__Collected data__:
┌────────
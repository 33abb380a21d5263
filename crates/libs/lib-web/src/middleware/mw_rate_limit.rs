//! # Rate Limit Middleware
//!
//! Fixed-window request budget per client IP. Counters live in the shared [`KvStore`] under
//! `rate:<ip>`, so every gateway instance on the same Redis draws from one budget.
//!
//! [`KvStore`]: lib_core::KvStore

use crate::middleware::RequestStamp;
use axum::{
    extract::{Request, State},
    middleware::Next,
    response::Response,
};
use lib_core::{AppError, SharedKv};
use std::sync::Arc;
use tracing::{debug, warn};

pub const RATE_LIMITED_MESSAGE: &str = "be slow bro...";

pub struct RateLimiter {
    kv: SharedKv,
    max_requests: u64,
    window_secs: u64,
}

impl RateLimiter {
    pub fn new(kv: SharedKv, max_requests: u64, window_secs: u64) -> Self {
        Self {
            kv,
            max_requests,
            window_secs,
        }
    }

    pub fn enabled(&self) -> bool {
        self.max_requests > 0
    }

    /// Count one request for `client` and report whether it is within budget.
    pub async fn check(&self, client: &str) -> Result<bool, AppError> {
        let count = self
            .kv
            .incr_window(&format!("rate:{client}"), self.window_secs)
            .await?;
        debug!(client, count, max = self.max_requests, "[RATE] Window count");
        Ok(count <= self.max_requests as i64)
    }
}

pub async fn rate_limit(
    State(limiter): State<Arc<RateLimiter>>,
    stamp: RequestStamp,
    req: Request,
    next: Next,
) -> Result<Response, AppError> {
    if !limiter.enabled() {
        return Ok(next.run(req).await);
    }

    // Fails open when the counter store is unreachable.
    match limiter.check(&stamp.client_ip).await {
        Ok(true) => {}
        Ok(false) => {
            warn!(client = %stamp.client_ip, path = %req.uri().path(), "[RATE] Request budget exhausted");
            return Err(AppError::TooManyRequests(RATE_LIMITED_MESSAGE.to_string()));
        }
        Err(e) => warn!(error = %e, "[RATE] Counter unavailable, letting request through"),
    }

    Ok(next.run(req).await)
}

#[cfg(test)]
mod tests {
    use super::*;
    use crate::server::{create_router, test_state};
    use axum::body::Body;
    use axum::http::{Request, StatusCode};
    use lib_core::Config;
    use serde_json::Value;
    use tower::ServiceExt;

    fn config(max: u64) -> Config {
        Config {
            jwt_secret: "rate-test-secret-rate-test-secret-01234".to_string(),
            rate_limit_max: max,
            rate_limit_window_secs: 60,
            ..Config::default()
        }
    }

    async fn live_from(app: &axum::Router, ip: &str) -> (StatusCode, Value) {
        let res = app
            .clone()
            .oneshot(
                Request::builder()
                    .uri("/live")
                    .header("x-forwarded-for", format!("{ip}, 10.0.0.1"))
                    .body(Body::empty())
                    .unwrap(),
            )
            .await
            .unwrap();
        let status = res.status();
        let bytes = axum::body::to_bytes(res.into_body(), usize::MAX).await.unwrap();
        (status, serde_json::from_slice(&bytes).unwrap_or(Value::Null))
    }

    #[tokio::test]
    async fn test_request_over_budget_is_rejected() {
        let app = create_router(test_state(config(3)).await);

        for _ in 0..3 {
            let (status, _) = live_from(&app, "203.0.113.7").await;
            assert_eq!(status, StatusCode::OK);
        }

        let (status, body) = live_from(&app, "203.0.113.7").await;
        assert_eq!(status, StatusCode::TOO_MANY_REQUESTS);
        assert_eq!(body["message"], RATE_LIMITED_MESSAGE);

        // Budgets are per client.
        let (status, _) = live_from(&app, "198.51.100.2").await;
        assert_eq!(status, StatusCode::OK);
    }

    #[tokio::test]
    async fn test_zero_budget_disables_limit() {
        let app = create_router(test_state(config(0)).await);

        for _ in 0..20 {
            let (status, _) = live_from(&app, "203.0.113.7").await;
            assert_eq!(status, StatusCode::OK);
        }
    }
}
└────────
┌────────
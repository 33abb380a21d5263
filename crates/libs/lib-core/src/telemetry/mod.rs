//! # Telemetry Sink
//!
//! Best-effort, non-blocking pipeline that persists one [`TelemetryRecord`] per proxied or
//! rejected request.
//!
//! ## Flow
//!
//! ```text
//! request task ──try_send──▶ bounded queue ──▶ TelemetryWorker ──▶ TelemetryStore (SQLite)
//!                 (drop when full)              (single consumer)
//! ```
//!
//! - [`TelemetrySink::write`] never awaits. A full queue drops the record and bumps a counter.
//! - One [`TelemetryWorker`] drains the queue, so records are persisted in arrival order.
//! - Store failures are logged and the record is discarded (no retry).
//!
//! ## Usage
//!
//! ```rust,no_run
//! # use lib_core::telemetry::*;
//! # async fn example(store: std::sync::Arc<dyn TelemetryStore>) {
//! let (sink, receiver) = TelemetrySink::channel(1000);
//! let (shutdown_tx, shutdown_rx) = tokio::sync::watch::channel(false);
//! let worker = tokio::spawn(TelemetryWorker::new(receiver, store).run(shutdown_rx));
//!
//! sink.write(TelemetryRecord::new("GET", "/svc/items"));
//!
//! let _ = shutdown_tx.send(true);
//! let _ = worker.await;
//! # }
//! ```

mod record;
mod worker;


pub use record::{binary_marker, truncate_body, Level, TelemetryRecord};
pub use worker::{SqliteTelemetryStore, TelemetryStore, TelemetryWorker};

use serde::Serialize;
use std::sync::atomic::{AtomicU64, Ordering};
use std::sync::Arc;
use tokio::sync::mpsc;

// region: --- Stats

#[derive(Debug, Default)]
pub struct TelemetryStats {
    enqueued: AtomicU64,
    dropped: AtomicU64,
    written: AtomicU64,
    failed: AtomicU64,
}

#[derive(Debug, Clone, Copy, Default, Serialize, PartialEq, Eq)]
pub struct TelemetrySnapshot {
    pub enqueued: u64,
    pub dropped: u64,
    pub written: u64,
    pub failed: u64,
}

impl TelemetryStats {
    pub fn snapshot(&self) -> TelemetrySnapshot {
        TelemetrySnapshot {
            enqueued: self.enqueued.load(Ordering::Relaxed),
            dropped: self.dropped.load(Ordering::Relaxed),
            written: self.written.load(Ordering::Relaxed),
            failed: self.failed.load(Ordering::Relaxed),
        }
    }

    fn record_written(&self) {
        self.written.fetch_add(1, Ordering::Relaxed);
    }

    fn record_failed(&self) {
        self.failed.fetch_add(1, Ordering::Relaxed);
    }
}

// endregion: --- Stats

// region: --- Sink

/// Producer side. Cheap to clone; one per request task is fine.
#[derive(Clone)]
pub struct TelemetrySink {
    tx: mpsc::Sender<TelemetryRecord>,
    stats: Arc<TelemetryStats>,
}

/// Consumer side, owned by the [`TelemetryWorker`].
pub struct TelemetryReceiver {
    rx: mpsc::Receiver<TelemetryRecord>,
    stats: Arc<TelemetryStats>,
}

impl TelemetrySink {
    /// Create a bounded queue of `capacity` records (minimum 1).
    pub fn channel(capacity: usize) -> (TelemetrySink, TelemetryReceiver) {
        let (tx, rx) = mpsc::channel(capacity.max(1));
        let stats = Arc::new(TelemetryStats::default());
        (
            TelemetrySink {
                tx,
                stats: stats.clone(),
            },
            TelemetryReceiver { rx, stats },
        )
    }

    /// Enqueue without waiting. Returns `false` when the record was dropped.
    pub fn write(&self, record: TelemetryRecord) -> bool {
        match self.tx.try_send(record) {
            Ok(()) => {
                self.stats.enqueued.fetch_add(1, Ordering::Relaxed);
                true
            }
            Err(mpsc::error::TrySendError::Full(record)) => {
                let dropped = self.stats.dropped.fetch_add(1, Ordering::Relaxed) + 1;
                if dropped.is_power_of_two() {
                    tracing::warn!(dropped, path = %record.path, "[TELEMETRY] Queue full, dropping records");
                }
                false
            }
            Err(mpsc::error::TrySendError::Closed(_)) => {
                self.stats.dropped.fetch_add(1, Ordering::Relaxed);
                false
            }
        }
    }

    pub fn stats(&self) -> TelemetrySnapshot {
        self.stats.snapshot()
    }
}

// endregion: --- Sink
└────────
__WORK REQUIRED__:
Where does the string "struct" appear in the records? Copy every line that holds it.

__ANSWER FOR THIS EXERCISE__:
pub struct RateLimiter {
pub struct TelemetryStats {
pub struct TelemetrySnapshot {
pub struct TelemetrySink {
pub struct TelemetryReceiver {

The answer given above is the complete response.